# Stored items:
--- START ---

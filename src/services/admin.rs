//! Admin views over the catalog

use std::{collections::HashMap, sync::Arc};

use chrono::Local;
use uuid::Uuid;

use crate::{
    admin::{
        filters::ActiveFilters,
        render::{render_change, render_inline, render_list, ChangeView, InlineView, ListView},
        site::{ModelAdmin, SiteIndex},
        AdminSite, ModelKind,
    },
    error::{AppError, AppResult},
    models::LoanStatus,
    repository::{
        book_instances::InstanceFilter,
        books::BookFilter,
        Page, Repository,
    },
};

/// Query parameter holding the 1-based page number
pub const PAGE_PARAM: &str = "page";

#[derive(Clone)]
pub struct AdminService {
    repository: Repository,
    site: Arc<AdminSite>,
}

impl AdminService {
    pub fn new(repository: Repository, site: Arc<AdminSite>) -> Self {
        Self { repository, site }
    }

    pub fn index(&self) -> SiteIndex {
        self.site.index()
    }

    fn model_admin(&self, model: ModelKind) -> AppResult<&ModelAdmin> {
        self.site
            .get(model)
            .ok_or_else(|| AppError::NotFound(format!("Model {} is not registered", model.slug())))
    }

    /// Change list of a model, honoring page and sidebar filter parameters
    pub async fn list_view(&self, model: ModelKind, params: &HashMap<String, String>) -> AppResult<ListView> {
        let admin = self.model_admin(model)?;
        let filters = ActiveFilters::from_query(admin, params)?;
        let page_number = match params.get(PAGE_PARAM) {
            Some(raw) => raw
                .parse::<i64>()
                .ok()
                .filter(|p| *p >= 1)
                .ok_or_else(|| AppError::BadRequest(format!("Invalid page: {}", raw)))?,
            None => 1,
        };
        let page = Page::number(page_number, admin.list_per_page)?;

        let view = match model {
            ModelKind::Genre => {
                let (rows, total) = self.repository.genres.list(page).await?;
                render_list(admin, &rows, &filters, total, page_number)
            }
            ModelKind::Language => {
                let (rows, total) = self.repository.languages.list(page).await?;
                render_list(admin, &rows, &filters, total, page_number)
            }
            ModelKind::Author => {
                let (rows, total) = self.repository.authors.list(page).await?;
                render_list(admin, &rows, &filters, total, page_number)
            }
            ModelKind::Book => {
                let (rows, total) = self
                    .repository
                    .books
                    .list(&BookFilter::default(), page)
                    .await?;
                render_list(admin, &rows, &filters, total, page_number)
            }
            ModelKind::BookInstance => {
                let filter = InstanceFilter {
                    status: filters
                        .choice("status")
                        .map(|code| code.parse::<LoanStatus>())
                        .transpose()
                        .map_err(AppError::BadRequest)?,
                    due_back: filters
                        .date("due_back")
                        .condition(Local::now().date_naive()),
                    ..Default::default()
                };
                let (rows, total) = self.repository.book_instances.list(&filter, page).await?;
                render_list(admin, &rows, &filters, total, page_number)
            }
            ModelKind::User => {
                let (rows, total) = self.repository.users.list(page).await?;
                render_list(admin, &rows, &filters, total, page_number)
            }
        };
        Ok(view)
    }

    /// Change form of one record with its inline children
    pub async fn change_view(&self, model: ModelKind, pk: &str) -> AppResult<ChangeView> {
        let admin = self.model_admin(model)?;
        let not_found = || AppError::NotFound(format!("No {} with ID {}", model.verbose_name(), pk));
        let int_pk = || pk.parse::<i32>().map_err(|_| not_found());

        let view = match model {
            ModelKind::Genre => {
                let genre = self.repository.genres.get_by_id(int_pk()?).await?;
                render_change(admin, &genre, Vec::new())
            }
            ModelKind::Language => {
                let language = self.repository.languages.get_by_id(int_pk()?).await?;
                render_change(admin, &language, Vec::new())
            }
            ModelKind::Author => {
                let id = int_pk()?;
                let author = self.repository.authors.get_by_id(id).await?;
                let inlines = self.inlines(admin, id).await?;
                render_change(admin, &author, inlines)
            }
            ModelKind::Book => {
                let id = int_pk()?;
                let book = self.repository.books.get_by_id(id).await?;
                let inlines = self.inlines(admin, id).await?;
                render_change(admin, &book, inlines)
            }
            ModelKind::BookInstance => {
                let id: Uuid = pk.parse().map_err(|_| not_found())?;
                let instance = self.repository.book_instances.get_by_id(id).await?;
                render_change(admin, &instance, Vec::new())
            }
            ModelKind::User => {
                let user = self.repository.users.get_by_id(int_pk()?).await?;
                render_change(admin, &user, Vec::new())
            }
        };
        Ok(view)
    }

    async fn inlines(&self, admin: &ModelAdmin, parent_id: i32) -> AppResult<Vec<InlineView>> {
        let mut views = Vec::with_capacity(admin.inlines.len());
        for inline in &admin.inlines {
            let view = match inline.model {
                ModelKind::Book => {
                    let filter = BookFilter {
                        author_id: Some(parent_id),
                    };
                    let (books, _) = self.repository.books.list(&filter, Page::all()).await?;
                    render_inline(inline, &books)
                }
                ModelKind::BookInstance => {
                    let filter = InstanceFilter {
                        book_id: Some(parent_id),
                        ..Default::default()
                    };
                    let (instances, _) = self
                        .repository
                        .book_instances
                        .list(&filter, Page::all())
                        .await?;
                    render_inline(inline, &instances)
                }
                other => {
                    return Err(AppError::Internal(format!(
                        "No inline loader for {}",
                        other.slug()
                    )))
                }
            };
            views.push(view);
        }
        Ok(views)
    }
}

--- END ---

# YOUR GOAL:
What's needed is an exact copy of every entry.

# RESULT FOR THIS TASK:
filename src/services/admin.rs
//! Admin views over the catalog

use std::{collections::HashMap, sync::Arc};

use chrono::Local;
use uuid::Uuid;

use crate::{
    admin::{
        filters::ActiveFilters,
        render::{render_change, render_inline, render_list, ChangeView, InlineView, ListView},
        site::{ModelAdmin, SiteIndex},
        AdminSite, ModelKind,
    },
    error::{AppError, AppResult},
    models::LoanStatus,
    repository::{
        book_instances::InstanceFilter,
        books::BookFilter,
        Page, Repository,
    },
};

/// Query parameter holding the 1-based page number
pub const PAGE_PARAM: &str = "page";

#[derive(Clone)]
pub struct AdminService {
    repository: Repository,
    site: Arc<AdminSite>,
}

impl AdminService {
    pub fn new(repository: Repository, site: Arc<AdminSite>) -> Self {
        Self { repository, site }
    }

    pub fn index(&self) -> SiteIndex {
        self.site.index()
    }

    fn model_admin(&self, model: ModelKind) -> AppResult<&ModelAdmin> {
        self.site
            .get(model)
            .ok_or_else(|| AppError::NotFound(format!("Model {} is not registered", model.slug())))
    }

    /// Change list of a model, honoring page and sidebar filter parameters
    pub async fn list_view(&self, model: ModelKind, params: &HashMap<String, String>) -> AppResult<ListView> {
        let admin = self.model_admin(model)?;
        let filters = ActiveFilters::from_query(admin, params)?;
        let page_number = match params.get(PAGE_PARAM) {
            Some(raw) => raw
                .parse::<i64>()
                .ok()
                .filter(|p| *p >= 1)
                .ok_or_else(|| AppError::BadRequest(format!("Invalid page: {}", raw)))?,
            None => 1,
        };
        let page = Page::number(page_number, admin.list_per_page)?;

        let view = match model {
            ModelKind::Genre => {
                let (rows, total) = self.repository.genres.list(page).await?;
                render_list(admin, &rows, &filters, total, page_number)
            }
            ModelKind::Language => {
                let (rows, total) = self.repository.languages.list(page).await?;
                render_list(admin, &rows, &filters, total, page_number)
            }
            ModelKind::Author => {
                let (rows, total) = self.repository.authors.list(page).await?;
                render_list(admin, &rows, &filters, total, page_number)
            }
            ModelKind::Book => {
                let (rows, total) = self
                    .repository
                    .books
                    .list(&BookFilter::default(), page)
                    .await?;
                render_list(admin, &rows, &filters, total, page_number)
            }
            ModelKind::BookInstance => {
                let filter = InstanceFilter {
                    status: filters
                        .choice("status")
                        .map(|code| code.parse::<LoanStatus>())
                        .transpose()
                        .map_err(AppError::BadRequest)?,
                    due_back: filters
                        .date("due_back")
                        .condition(Local::now().date_naive()),
                    ..Default::default()
                };
                let (rows, total) = self.repository.book_instances.list(&filter, page).await?;
                render_list(admin, &rows, &filters, total, page_number)
            }
            ModelKind::User => {
                let (rows, total) = self.repository.users.list(page).await?;
                render_list(admin, &rows, &filters, total, page_number)
            }
        };
        Ok(view)
    }

    /// Change form of one record with its inline children
    pub async fn change_view(&self, model: ModelKind, pk: &str) -> AppResult<ChangeView> {
        let admin = self.model_admin(model)?;
        let not_found = || AppError::NotFound(format!("No {} with ID {}", model.verbose_name(), pk));
        let int_pk = || pk.parse::<i32>().map_err(|_| not_found());

        let view = match model {
            ModelKind::Genre => {
                let genre = self.repository.genres.get_by_id(int_pk()?).await?;
                render_change(admin, &genre, Vec::new())
            }
            ModelKind::Language => {
                let language = self.repository.languages.get_by_id(int_pk()?).await?;
                render_change(admin, &language, Vec::new())
            }
            ModelKind::Author => {
                let id = int_pk()?;
                let author = self.repository.authors.get_by_id(id).await?;
                let inlines = self.inlines(admin, id).await?;
                render_change(admin, &author, inlines)
            }
            ModelKind::Book => {
                let id = int_pk()?;
                let book = self.repository.books.get_by_id(id).await?;
                let inlines = self.inlines(admin, id).await?;
                render_change(admin, &book, inlines)
            }
            ModelKind::BookInstance => {
                let id: Uuid = pk.parse().map_err(|_| not_found())?;
                let instance = self.repository.book_instances.get_by_id(id).await?;
                render_change(admin, &instance, Vec::new())
            }
            ModelKind::User => {
                let user = self.repository.users.get_by_id(int_pk()?).await?;
                render_change(admin, &user, Vec::new())
            }
        };
        Ok(view)
    }

    async fn inlines(&self, admin: &ModelAdmin, parent_id: i32) -> AppResult<Vec<InlineView>> {
        let mut views = Vec::with_capacity(admin.inlines.len());
        for inline in &admin.inlines {
            let view = match inline.model {
                ModelKind::Book => {
                    let filter = BookFilter {
                        author_id: Some(parent_id),
                    };
                    let (books, _) = self.repository.books.list(&filter, Page::all()).await?;
                    render_inline(inline, &books)
                }
                ModelKind::BookInstance => {
                    let filter = InstanceFilter {
                        book_id: Some(parent_id),
                        ..Default::default()
                    };
                    let (instances, _) = self
                        .repository
                        .book_instances
                        .list(&filter, Page::all())
                        .await?;
                    render_inline(inline, &instances)
                }
                other => {
                    return Err(AppError::Internal(format!(
                        "No inline loader for {}",
                        other.slug()
                    )))
                }
            };
            views.push(view);
        }
        Ok(views)
    }
}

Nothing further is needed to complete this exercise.